━━━━━ Entries supplied
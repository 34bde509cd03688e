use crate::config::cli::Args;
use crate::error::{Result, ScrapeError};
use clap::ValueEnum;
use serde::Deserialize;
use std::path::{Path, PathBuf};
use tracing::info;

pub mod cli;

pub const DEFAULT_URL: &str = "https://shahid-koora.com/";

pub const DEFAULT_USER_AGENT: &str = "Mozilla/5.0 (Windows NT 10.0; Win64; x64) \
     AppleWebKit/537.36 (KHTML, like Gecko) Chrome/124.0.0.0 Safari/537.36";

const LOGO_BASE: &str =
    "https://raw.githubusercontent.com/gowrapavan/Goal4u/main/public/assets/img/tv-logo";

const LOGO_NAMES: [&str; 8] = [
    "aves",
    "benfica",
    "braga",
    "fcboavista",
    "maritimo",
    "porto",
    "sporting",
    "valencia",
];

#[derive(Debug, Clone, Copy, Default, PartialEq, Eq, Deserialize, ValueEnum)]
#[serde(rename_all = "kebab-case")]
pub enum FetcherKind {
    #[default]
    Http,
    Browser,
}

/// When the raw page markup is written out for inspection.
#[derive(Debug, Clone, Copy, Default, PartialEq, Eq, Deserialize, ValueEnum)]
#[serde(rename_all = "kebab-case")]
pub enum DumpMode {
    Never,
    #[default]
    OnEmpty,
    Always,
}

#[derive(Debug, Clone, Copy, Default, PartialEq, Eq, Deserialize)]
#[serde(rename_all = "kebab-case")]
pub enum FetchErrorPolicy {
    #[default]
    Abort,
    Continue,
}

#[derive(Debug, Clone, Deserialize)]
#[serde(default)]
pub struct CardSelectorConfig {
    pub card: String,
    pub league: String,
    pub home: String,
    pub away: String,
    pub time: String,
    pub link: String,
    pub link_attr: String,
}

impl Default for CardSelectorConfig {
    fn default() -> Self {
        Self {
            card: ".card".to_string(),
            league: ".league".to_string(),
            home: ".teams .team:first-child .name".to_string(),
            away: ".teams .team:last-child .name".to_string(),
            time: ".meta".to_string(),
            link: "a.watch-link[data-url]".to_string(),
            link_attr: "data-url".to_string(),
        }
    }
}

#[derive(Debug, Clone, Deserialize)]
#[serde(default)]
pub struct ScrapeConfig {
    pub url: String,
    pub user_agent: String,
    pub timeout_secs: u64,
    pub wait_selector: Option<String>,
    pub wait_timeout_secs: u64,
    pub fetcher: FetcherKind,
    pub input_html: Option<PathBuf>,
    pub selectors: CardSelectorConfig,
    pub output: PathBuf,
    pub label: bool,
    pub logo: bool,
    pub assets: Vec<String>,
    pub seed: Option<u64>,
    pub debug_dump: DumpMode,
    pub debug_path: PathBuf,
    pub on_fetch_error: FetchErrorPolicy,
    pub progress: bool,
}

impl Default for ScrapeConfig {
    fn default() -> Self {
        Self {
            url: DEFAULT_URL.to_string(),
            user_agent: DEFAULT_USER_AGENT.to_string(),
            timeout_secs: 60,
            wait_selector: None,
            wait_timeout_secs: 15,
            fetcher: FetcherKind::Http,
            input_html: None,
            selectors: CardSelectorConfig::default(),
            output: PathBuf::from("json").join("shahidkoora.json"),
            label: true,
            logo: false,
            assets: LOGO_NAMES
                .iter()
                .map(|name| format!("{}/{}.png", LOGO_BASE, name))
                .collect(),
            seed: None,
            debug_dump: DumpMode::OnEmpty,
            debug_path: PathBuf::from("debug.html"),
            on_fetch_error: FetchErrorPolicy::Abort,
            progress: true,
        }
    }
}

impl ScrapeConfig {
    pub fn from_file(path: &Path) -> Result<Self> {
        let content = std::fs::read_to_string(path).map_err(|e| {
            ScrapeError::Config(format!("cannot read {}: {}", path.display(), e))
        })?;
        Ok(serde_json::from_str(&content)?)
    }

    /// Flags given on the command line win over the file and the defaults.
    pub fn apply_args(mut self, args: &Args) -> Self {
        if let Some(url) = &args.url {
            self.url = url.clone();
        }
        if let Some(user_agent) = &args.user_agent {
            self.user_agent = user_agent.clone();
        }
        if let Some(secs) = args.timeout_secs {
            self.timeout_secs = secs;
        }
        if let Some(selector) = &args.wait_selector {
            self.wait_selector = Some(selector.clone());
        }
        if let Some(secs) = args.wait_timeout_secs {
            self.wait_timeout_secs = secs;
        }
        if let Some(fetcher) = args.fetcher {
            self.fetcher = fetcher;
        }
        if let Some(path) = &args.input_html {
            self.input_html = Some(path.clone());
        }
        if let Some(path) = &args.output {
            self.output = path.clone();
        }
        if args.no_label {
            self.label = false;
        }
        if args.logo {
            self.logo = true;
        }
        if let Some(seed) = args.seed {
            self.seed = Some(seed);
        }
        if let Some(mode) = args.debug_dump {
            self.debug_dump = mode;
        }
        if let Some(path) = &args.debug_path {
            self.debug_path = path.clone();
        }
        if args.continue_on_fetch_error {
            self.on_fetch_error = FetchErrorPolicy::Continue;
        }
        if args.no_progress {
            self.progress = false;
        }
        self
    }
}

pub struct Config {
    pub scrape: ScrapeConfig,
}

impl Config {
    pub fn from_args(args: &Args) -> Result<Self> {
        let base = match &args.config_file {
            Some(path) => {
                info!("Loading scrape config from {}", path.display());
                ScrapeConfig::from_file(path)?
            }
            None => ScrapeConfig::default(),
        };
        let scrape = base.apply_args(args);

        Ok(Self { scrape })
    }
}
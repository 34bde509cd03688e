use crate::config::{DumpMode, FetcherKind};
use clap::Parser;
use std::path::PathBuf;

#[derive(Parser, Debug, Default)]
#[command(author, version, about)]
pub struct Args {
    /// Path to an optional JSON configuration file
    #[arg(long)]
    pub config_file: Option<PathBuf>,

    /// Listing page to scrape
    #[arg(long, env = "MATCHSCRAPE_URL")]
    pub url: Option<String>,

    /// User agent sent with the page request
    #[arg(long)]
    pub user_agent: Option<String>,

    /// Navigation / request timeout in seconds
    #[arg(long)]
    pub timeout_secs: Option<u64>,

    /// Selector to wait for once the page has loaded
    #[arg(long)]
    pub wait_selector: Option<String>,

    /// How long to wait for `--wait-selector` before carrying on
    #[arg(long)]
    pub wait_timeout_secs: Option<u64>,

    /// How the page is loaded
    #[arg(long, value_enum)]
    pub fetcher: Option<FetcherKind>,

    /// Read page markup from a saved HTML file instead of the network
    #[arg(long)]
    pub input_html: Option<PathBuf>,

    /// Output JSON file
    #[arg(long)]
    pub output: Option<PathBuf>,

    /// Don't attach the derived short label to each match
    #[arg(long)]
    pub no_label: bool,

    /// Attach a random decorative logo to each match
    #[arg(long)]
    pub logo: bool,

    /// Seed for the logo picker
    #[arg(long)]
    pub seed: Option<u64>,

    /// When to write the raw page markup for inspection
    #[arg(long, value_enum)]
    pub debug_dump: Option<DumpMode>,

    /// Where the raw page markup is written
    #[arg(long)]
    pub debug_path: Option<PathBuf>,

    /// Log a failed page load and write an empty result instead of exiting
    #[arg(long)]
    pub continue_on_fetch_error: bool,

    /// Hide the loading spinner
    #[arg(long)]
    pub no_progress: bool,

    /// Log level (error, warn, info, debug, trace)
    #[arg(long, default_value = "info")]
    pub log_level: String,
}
━━━━━━━━━━
━━━━━ Entries supplied
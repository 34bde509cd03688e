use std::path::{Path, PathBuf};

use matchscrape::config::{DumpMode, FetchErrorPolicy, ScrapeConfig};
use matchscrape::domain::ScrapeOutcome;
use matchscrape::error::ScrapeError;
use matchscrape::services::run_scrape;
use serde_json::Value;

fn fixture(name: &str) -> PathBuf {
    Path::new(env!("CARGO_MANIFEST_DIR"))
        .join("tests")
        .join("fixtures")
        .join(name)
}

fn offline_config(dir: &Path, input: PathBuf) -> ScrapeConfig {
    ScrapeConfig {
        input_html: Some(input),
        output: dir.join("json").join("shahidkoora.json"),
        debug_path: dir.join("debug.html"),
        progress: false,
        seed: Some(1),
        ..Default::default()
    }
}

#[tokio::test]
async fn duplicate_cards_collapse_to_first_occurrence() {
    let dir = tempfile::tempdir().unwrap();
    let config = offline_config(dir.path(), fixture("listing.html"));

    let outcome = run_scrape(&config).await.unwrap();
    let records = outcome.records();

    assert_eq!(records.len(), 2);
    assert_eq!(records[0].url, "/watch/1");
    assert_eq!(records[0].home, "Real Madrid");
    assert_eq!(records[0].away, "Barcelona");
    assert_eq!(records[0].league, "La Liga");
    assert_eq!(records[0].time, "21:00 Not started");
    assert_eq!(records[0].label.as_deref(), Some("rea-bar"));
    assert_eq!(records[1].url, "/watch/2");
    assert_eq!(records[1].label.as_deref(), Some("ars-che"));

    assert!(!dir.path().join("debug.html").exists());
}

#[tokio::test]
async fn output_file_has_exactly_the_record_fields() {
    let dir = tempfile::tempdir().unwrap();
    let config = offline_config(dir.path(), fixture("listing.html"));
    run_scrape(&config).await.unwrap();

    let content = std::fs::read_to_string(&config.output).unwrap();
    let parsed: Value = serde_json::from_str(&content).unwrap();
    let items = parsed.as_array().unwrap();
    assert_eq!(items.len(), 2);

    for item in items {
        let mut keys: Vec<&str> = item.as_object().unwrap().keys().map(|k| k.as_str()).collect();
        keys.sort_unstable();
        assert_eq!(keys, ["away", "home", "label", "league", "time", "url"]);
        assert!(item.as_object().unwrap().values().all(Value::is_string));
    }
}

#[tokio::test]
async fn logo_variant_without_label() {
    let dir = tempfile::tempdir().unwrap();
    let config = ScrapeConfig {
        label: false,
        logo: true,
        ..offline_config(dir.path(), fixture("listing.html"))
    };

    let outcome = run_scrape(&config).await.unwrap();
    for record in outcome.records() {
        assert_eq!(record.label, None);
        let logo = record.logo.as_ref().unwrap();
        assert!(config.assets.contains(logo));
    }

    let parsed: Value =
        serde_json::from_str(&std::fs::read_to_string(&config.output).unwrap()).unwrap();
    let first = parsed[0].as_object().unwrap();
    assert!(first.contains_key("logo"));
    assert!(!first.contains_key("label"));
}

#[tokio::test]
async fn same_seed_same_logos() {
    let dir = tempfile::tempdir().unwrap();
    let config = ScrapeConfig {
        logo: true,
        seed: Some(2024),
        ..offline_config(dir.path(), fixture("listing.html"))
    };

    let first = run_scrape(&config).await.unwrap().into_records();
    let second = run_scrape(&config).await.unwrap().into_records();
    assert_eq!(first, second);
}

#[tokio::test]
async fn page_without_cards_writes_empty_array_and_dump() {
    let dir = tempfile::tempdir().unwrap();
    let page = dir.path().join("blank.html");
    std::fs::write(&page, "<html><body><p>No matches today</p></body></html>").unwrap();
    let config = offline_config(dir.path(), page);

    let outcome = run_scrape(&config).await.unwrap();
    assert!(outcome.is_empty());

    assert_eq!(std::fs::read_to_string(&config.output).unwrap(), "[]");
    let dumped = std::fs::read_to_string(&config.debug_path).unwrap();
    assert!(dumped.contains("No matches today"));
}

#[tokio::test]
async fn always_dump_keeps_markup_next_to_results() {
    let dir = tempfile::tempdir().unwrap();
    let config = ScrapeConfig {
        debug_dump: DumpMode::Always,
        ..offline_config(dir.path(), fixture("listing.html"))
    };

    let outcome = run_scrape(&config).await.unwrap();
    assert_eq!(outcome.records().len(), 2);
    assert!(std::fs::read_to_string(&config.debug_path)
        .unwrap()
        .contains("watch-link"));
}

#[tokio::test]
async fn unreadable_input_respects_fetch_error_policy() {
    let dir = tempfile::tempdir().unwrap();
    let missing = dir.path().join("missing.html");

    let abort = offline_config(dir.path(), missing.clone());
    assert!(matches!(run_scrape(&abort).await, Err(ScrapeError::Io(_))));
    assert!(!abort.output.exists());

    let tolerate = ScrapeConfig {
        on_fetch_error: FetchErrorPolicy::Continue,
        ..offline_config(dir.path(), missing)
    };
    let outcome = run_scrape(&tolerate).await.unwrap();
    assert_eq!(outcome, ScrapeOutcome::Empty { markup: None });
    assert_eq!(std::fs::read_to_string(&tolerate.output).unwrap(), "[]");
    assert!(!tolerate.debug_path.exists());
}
━━━━━━━━━━
━━━━━ Entries supplied
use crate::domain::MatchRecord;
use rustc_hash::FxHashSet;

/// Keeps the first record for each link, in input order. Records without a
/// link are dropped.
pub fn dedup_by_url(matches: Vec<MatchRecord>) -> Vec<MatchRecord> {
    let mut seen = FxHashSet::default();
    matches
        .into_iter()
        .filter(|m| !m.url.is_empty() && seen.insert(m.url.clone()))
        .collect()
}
━━━━━━━━━━
[Aim of the task]
Which of the lines above include the word "FetchErrorPolicy"? Copy each of them.

[Result]
pub enum FetchErrorPolicy {
    pub on_fetch_error: FetchErrorPolicy,
            on_fetch_error: FetchErrorPolicy::Abort,
            self.on_fetch_error = FetchErrorPolicy::Continue;
use matchscrape::config::{DumpMode, FetchErrorPolicy, ScrapeConfig};
        on_fetch_error: FetchErrorPolicy::Continue,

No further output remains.